ニコっと笑ってたマリルは少し顔が歪む。案の定ボールは7に停まり僕は35枚の金貨を手に入れた。ハクは3500枚の金貨を得たのである。
「ラッキー。ビギニングラック!だよ。ありがとう、マリルは勝利の女神だね。」
顔面蒼白なマリルを横目に僕はビギニングラック何回も呟きながら全額35枚をルーレットマリルに渡したのだ。
それを煽る様にハクは大声でほかのカジノ台のディラーに声をかけた。
「すごいぞ。アース様は豪運だ。いきなり35倍の金貨を手に入れたぞ。それにあたった配当はすべてディーラーに返すなんてすごいな。お母様達もたまにはアース様にチップを賭けてもらったらどうですか。」
そうハクが言った途端、ほくそ笑んでいるルーレットディーラーのマリルを見た他のマリル達は各々自分の担当する台で自分のチップを僕に賭けさせ始めたのだ。

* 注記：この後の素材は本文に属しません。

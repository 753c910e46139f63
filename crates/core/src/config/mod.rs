//! Application configuration with layered loading.
//!
//! This module provides configuration management using figment for layered
//! configuration loading from multiple sources:
//!
//! 1. Environment variables (FOLIO_*)
//! 2. TOML config file (if FOLIO_CONFIG_FILE set)
//! 3. Built-in defaults

use std::path::PathBuf;
use std::time::Duration;

use figment::{
    Figment,
    providers::{Env, Format, Serialized, Toml},
};
use serde::{Deserialize, Deserializer, Serialize};

use crate::cache::CachePolicy;

mod validation;

pub use validation::ConfigError;

/// Application configuration with layered loading.
///
/// Loading precedence (highest wins):
/// 1. Environment variables (FOLIO_*)
/// 2. TOML config file (if FOLIO_CONFIG_FILE set)
/// 3. Built-in defaults
#[derive(Debug, Clone, Serialize, Deserialize)]
pub struct AppConfig {
    /// Candidate content API base URLs, tried in this order.
    ///
    /// Set via FOLIO_SOURCES (comma-separated).
    #[serde(default, deserialize_with = "list_or_csv")]
    pub sources: Vec<String>,

    /// Internal origin mirror consulted after every source failed.
    ///
    /// Set via FOLIO_MIRROR_URL.
    #[serde(default)]
    pub mirror_url: Option<String>,

    /// Path to SQLite cache database.
    ///
    /// Set via FOLIO_DB_PATH.
    #[serde(default = "default_db_path")]
    pub db_path: PathBuf,

    /// User-Agent string for HTTP requests.
    #[serde(default = "default_user_agent")]
    pub user_agent: String,

    /// Maximum response body size in bytes.
    #[serde(default = "default_max_bytes")]
    pub max_bytes: usize,

    /// Timeout for content requests, in milliseconds.
    #[serde(default = "default_timeout_ms")]
    pub timeout_ms: u64,

    /// Timeout for availability probes, in milliseconds.
    #[serde(default = "default_probe_timeout_ms")]
    pub probe_timeout_ms: u64,

    /// Lifetime of cached source pages, in seconds.
    #[serde(default = "default_page_ttl_secs")]
    pub page_ttl_secs: u64,

    /// Lifetime of cached display-ready pages, in seconds.
    #[serde(default = "default_page_ttl_secs")]
    pub posts_ttl_secs: u64,

    /// Lifetime of an availability probe result, in seconds.
    #[serde(default = "default_availability_ttl_secs")]
    pub availability_ttl_secs: u64,

    /// Maximum records kept in the local snapshot (0 = unbounded).
    #[serde(default = "default_snapshot_max_records")]
    pub snapshot_max_records: usize,

    /// Page size when a request does not give one.
    #[serde(default = "default_per_page")]
    pub default_per_page: u32,

    /// Page size used by the deferred preload refresh.
    #[serde(default = "default_preload_per_page")]
    pub preload_per_page: u32,

    /// Delay before the deferred preload refresh runs, in milliseconds.
    #[serde(default = "default_preload_delay_ms")]
    pub preload_delay_ms: u64,
}

fn default_db_path() -> PathBuf {
    PathBuf::from("./folio-cache.sqlite")
}

fn default_user_agent() -> String {
    "folio-sync/0.1".into()
}

fn default_max_bytes() -> usize {
    5_242_880 // 5MB
}

fn default_timeout_ms() -> u64 {
    15_000
}

fn default_probe_timeout_ms() -> u64 {
    10_000
}

fn default_page_ttl_secs() -> u64 {
    30 * 60
}

fn default_availability_ttl_secs() -> u64 {
    5 * 60
}

fn default_snapshot_max_records() -> usize {
    500
}

fn default_per_page() -> u32 {
    10
}

fn default_preload_per_page() -> u32 {
    5
}

fn default_preload_delay_ms() -> u64 {
    2_000
}

/// Accept either a list or a comma-separated string.
fn list_or_csv<'de, D: Deserializer<'de>>(deserializer: D) -> Result<Vec<String>, D::Error> {
    #[derive(Deserialize)]
    #[serde(untagged)]
    enum ListOrCsv {
        List(Vec<String>),
        Csv(String),
    }

    Ok(match ListOrCsv::deserialize(deserializer)? {
        ListOrCsv::List(items) => items,
        ListOrCsv::Csv(raw) => raw
            .split(',')
            .map(str::trim)
            .filter(|s| !s.is_empty())
            .map(String::from)
            .collect(),
    })
}

impl Default for AppConfig {
    fn default() -> Self {
        Self {
            sources: Vec::new(),
            mirror_url: None,
            db_path: default_db_path(),
            user_agent: default_user_agent(),
            max_bytes: default_max_bytes(),
            timeout_ms: default_timeout_ms(),
            probe_timeout_ms: default_probe_timeout_ms(),
            page_ttl_secs: default_page_ttl_secs(),
            posts_ttl_secs: default_page_ttl_secs(),
            availability_ttl_secs: default_availability_ttl_secs(),
            snapshot_max_records: default_snapshot_max_records(),
            default_per_page: default_per_page(),
            preload_per_page: default_preload_per_page(),
            preload_delay_ms: default_preload_delay_ms(),
        }
    }
}

fn ttl(field: &str, secs: u64) -> Result<chrono::TimeDelta, ConfigError> {
    i64::try_from(secs)
        .ok()
        .and_then(chrono::TimeDelta::try_seconds)
        .ok_or_else(|| ConfigError::Invalid { field: field.into(), reason: format!("{secs}s is out of range") })
}

impl AppConfig {
    /// Content request timeout as Duration for use with reqwest/tokio.
    pub fn timeout(&self) -> Duration {
        Duration::from_millis(self.timeout_ms)
    }

    pub fn probe_timeout(&self) -> Duration {
        Duration::from_millis(self.probe_timeout_ms)
    }

    pub fn preload_delay(&self) -> Duration {
        Duration::from_millis(self.preload_delay_ms)
    }

    /// Per-family TTLs for the cache store.
    ///
    /// # Errors
    ///
    /// Returns `ConfigError::Invalid` if a TTL does not fit a `chrono::TimeDelta`.
    pub fn cache_policy(&self) -> Result<CachePolicy, ConfigError> {
        Ok(CachePolicy {
            api_pages: ttl("page_ttl_secs", self.page_ttl_secs)?,
            posts: ttl("posts_ttl_secs", self.posts_ttl_secs)?,
            availability: ttl("availability_ttl_secs", self.availability_ttl_secs)?,
        })
    }

    /// Snapshot size cap, `None` when unbounded.
    pub fn snapshot_cap(&self) -> Option<usize> {
        (self.snapshot_max_records > 0).then_some(self.snapshot_max_records)
    }

    /// Load configuration from all sources with layered precedence.
    ///
    /// Priority (highest wins):
    /// 1. Environment variables prefixed with `FOLIO_`
    /// 2. TOML file from `FOLIO_CONFIG_FILE` (if set)
    /// 3. Built-in defaults via `Default::default()`
    ///
    /// # Errors
    ///
    /// Returns `ConfigError` if:
    /// - Configuration file cannot be read
    /// - Environment variables cannot be parsed
    /// - Validation fails after loading
    pub fn load() -> Result<Self, ConfigError> {
        let mut figment = Figment::from(Serialized::defaults(Self::default()));

        if let Ok(config_path) = std::env::var("FOLIO_CONFIG_FILE") {
            figment = figment.merge(Toml::file(&config_path));
        }

        figment = figment.merge(
            Env::prefixed("FOLIO_")
                .ignore(&["CONFIG_FILE"])
                .map(|key| key.as_str().to_lowercase().into())
                .split("__"),
        );

        let config: Self = figment.extract().map_err(|e| ConfigError::LoadFailed(e.to_string()))?;

        config.validate()?;

        Ok(config)
    }
}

それを便乗するかのようにいろいろなカジノ台で渡り歩いていたハクの分身体は全力で乗っかり賭け始めたのだ。
それを冷ややかな目で見ていた唯一、ディラーを担当してない酔っ払いマリルはディラー達に文句を言いながら儲けた金貨を回収を始めたのである。
「これはアース様が賭けて勝った金貨です。どうぞお収めしてください。」
「受け取れません。これは全てディラーにあげたチップですから。もらえません。もしもらうとしたら、1枚金貨をチップとしてもらえませんか。」
僕は酔っ払いのマリルから1枚だけもらい、取り上げた金貨をそれぞれのディーラーに返してまわった。
表情が乏しかったディーラーのマリル達は喜びを表現するかのようにそれぞれが僕の手の甲にキスをしてくれた。酔っ払いのマリル同様にチップを1枚をそれぞれがくれたのだ。
僕はありがとうと言いながら最初に酔っ払いながらマリルが打っていたスロット台の前にたち、マックスベットしてスロットルバーをディーラーのマリル達と酔っ払いのマリルの分身体に手を振りながらも下におろした。
ピロリーン!パンパパンパラ!パーン!ジャラジャラジャラ・・・・
「ジャックポッド炸裂しました~」
僕たちの長い対戦ゲームは終わりを告げるのであった。